Documented in motifs_search

#' @title Motif Search in Curves
#'
#' @description
#' The `motifs_search` function identifies and ranks motifs within a set of curves based on their 
#' frequencies and dissimilarity measures. It processes candidate motifs clustered from hierarchical 
#' clustering results, selects optimal motifs within each cluster, and determines their occurrences 
#' in the original curves. The function supports parallel processing to enhance computational efficiency 
#' and offers flexibility in handling different dissimilarity metrics and motif selection criteria.
#'
#' @param cluster_candidate_motifs_results A list containing the output from the `cluster_candidate_motifs` 
#'   function. This list must include elements such as:
#'   \describe{
#'     \item{Y0}{A list of matrices representing the original curves.}
#'     \item{Y1}{A list of matrices representing the derivatives of the curves (if applicable).}
#'     \item{V0_clean}{A list of candidate motifs derived from `Y0`.}
#'     \item{V1_clean}{A list of candidate motifs derived from `Y1` (if applicable).}
#'     \item{D_clean}{A matrix of dissimilarity measures between motifs and curves.}
#'     \item{P_clean}{A matrix indicating positive matches (e.g., presence of motifs in curves).}
#'     \item{hclust_res}{A hierarchical clustering object obtained from `hclust`.}
#'     \item{R_all}{A numeric value representing the global radius used for dendrogram cutting.}
#'     \item{w}{A numeric vector of weights for the dissimilarity index across different dimensions.}
#'     \item{transformed}{A logical value indicating whether to normalize the curve segments to the interval [0,1] before applying the dissimilarity measure.

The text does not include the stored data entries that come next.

use clap::{Args, Parser, ValueEnum};
use ipnetwork::IpNetwork;
use std::path::PathBuf;

#[derive(Clone, Debug, Parser)]
#[command(version, about, long_about = None)]
pub struct Config {
    #[command(flatten)]
    pub database: DatabaseConfig,

    #[command(flatten)]
    pub server: ServerConfig,

    #[command(flatten)]
    pub rate_limit: RateLimitConfig,

    #[command(flatten)]
    pub media: MediaConfig,

    #[command(flatten)]
    pub moderation: ModerationConfig,

    #[command(flatten)]
    pub messaging: MessagingConfig,

    #[command(flatten)]
    pub auth: AuthConfig,

    #[command(flatten)]
    pub health: HealthConfig,

    #[command(flatten)]
    pub telemetry: TelemetryConfig,
}

#[derive(Clone, Debug, Args)]
pub struct DatabaseConfig {
    /// Database connection URL
    #[arg(long = "database-url", env = "CHATTER_DATABASE_URL")]
    pub url: String,

    /// Maximum number of pooled connections
    #[arg(long = "db-max-connections", env = "CHATTER_DB_MAX_CONNECTIONS", default_value_t = 20)]
    pub max_connections: u32,

    /// Minimum number of idle connections kept open
    #[arg(long = "db-min-connections", env = "CHATTER_DB_MIN_CONNECTIONS", default_value_t = 1)]
    pub min_connections: u32,

    /// Seconds to wait for a free connection before failing
    #[arg(long = "db-acquire-timeout-secs", env = "CHATTER_DB_ACQUIRE_TIMEOUT_SECS", default_value_t = 10)]
    pub acquire_timeout_secs: u64,
}

#[derive(Clone, Debug, Args)]
pub struct ServerConfig {
    /// Host to listen on
    #[arg(long, env = "CHATTER_HOST", default_value = "0.0.0.0")]
    pub host: String,

    /// Port to listen on
    #[arg(long, env = "CHATTER_PORT", default_value_t = 3000)]
    pub port: u16,

    /// Port for the management (health) server
    #[arg(long, env = "CHATTER_MGMT_PORT", default_value_t = 9090)]
    pub mgmt_port: u16,

    /// Seconds to wait for in-flight work during shutdown
    #[arg(long, env = "CHATTER_SHUTDOWN_TIMEOUT_SECS", default_value_t = 5)]
    pub shutdown_timeout_secs: u64,

    /// Comma-separated list of CIDRs to trust for X-Forwarded-For IP extraction
    #[arg(
        long,
        env = "CHATTER_TRUSTED_PROXIES",
        default_value = "10.0.0.0/8,172.16.0.0/12,192.168.0.0/16,127.0.0.1/32",
        value_delimiter = ','
    )]
    pub trusted_proxies: Vec<IpNetwork>,
}

#[derive(Clone, Debug, Args)]
pub struct RateLimitConfig {
    /// Requests per second allowed for signup/login
    #[arg(long = "auth-rate-limit-per-second", env = "CHATTER_AUTH_RATE_LIMIT_PER_SECOND", default_value_t = 2)]
    pub auth_per_second: u32,

    /// Burst allowance for signup/login
    #[arg(long = "auth-rate-limit-burst", env = "CHATTER_AUTH_RATE_LIMIT_BURST", default_value_t = 5)]
    pub auth_burst: u32,
}

#[derive(Clone, Debug, Args)]
pub struct MediaConfig {
    /// Directory uploaded media is written to
    #[arg(long, env = "CHATTER_UPLOAD_DIR", default_value = "public/uploads")]
    pub upload_dir: PathBuf,

    /// URL prefix the upload directory is served under
    #[arg(long, env = "CHATTER_UPLOAD_PUBLIC_PREFIX", default_value = "/uploads")]
    pub public_prefix: String,

    /// Max upload size in bytes (Default: 25MiB)
    #[arg(long, env = "CHATTER_MAX_UPLOAD_BYTES", default_value_t = 26_214_400)]
    pub max_upload_bytes: usize,
}

#[derive(Clone, Debug, Args)]
pub struct ModerationConfig {
    /// Screen uploaded media with the external moderation model
    #[arg(long = "moderation-enabled", env = "CHATTER_MODERATION_ENABLED", default_value_t = false)]
    pub enabled: bool,

    /// API key for the moderation backend
    #[arg(long = "moderation-api-key", env = "CHATTER_MODERATION_API_KEY")]
    pub api_key: Option<String>,

    /// Model identifier sent to the moderation backend
    #[arg(long = "moderation-model", env = "CHATTER_MODERATION_MODEL", default_value = "llama-3.1-8b-instant")]
    pub model: String,

    /// OpenAI-compatible chat completions endpoint
    #[arg(
        long = "moderation-endpoint",
        env = "CHATTER_MODERATION_ENDPOINT",
        default_value = "https://api.groq.com/openai/v1/chat/completions"
    )]
    pub endpoint: String,

    /// Upper bound on a single moderation call
    #[arg(long = "moderation-timeout-ms", env = "CHATTER_MODERATION_TIMEOUT_MS", default_value_t = 15_000)]
    pub timeout_ms: u64,
}

#[derive(Clone, Debug, Args)]
pub struct MessagingConfig {
    /// Let any chat participant delete the other participant's messages
    #[arg(
        long,
        env = "CHATTER_ALLOW_PEER_DELETION",
        default_value_t = true,
        action = clap::ArgAction::Set
    )]
    pub allow_peer_deletion: bool,
}

#[derive(Clone, Debug, Args)]
pub struct AuthConfig {
    /// Upgrade legacy plaintext passwords to hashes on successful login
    #[arg(
        long,
        env = "CHATTER_REHASH_LEGACY_PASSWORDS",
        default_value_t = true,
        action = clap::ArgAction::Set
    )]
    pub rehash_legacy_passwords: bool,
}

#[derive(Clone, Debug, Args)]
pub struct HealthConfig {
    /// Timeout for the database readiness check
    #[arg(long, env = "CHATTER_HEALTH_DB_TIMEOUT_MS", default_value_t = 2000)]
    pub db_timeout_ms: u64,

    /// Timeout for the upload directory readiness check
    #[arg(long, env = "CHATTER_HEALTH_STORAGE_TIMEOUT_MS", default_value_t = 2000)]
    pub storage_timeout_ms: u64,
}

#[derive(Clone, Copy, Debug, Default, PartialEq, Eq, ValueEnum)]
pub enum LogFormat {
    #[default]
    Text,
    Json,
}

#[derive(Clone, Debug, Args)]
pub struct TelemetryConfig {
    /// Log output format
    #[arg(long, env = "CHATTER_LOG_FORMAT", value_enum, default_value_t = LogFormat::Text)]
    pub log_format: LogFormat,

    /// OTLP gRPC endpoint for traces and metrics (disabled when unset)
    #[arg(long, env = "CHATTER_OTLP_ENDPOINT")]
    pub otlp_endpoint: Option<String>,
}

impl Config {
    #[must_use]
    pub fn load() -> Self {
        Self::parse()
    }
}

Setting `transformed = TRUE` scales each curve segment between 0 and 1, which allows for the identification of motifs with consistent shapes but different amplitudes. This normalization is useful for cases where motif occurrences may vary in amplitude but have similar shapes, enabling better pattern recognition across diverse data scales.}
#'     \item{max_gap}{A numeric value defining the maximum allowed gap in distances for cluster separation.}
#'     \item{k_knn}{An integer specifying the number of neighbors for K-Nearest Neighbors classification.}
#'     \item{votes_knn_Rm}{A numeric value defining the probability threshold for KNN-based radius determination.}
#'     \item{c}{A numeric vector specifying the minimum number of overlapping elements required for motif validation.}
#'   }
#' 
#' @param R_all A numeric value representing the global radius used to cut the dendrogram, ensuring that 
#'   clusters are at least twice this radius apart. This parameter defines the grouping of motifs into clusters.
#'
#' @param R_m A numeric vector containing group-specific radii used to identify motif occurrences within each cluster. 
#'   The length of this vector must match the number of clusters obtained by cutting the dendrogram at a height of `2 * R_all`. 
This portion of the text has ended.